About this task: If a line in the entries below includes "https", pick it out and copy it.

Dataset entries

********

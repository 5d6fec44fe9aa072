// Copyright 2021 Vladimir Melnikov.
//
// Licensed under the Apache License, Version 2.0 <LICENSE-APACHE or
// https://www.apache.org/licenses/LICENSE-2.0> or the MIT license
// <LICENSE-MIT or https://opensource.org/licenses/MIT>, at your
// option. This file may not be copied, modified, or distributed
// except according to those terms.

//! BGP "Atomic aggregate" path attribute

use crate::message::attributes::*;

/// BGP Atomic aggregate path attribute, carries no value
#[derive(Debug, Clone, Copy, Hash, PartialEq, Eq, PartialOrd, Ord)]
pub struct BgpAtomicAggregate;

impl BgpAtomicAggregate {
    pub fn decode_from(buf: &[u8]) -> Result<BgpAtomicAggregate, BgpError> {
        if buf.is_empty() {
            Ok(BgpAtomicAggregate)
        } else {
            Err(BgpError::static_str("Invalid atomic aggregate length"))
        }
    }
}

********

Result of the exercise:
// https://www.apache.org/licenses/LICENSE-2.0> or the MIT license
// <LICENSE-MIT or https://opensource.org/licenses/MIT>, at your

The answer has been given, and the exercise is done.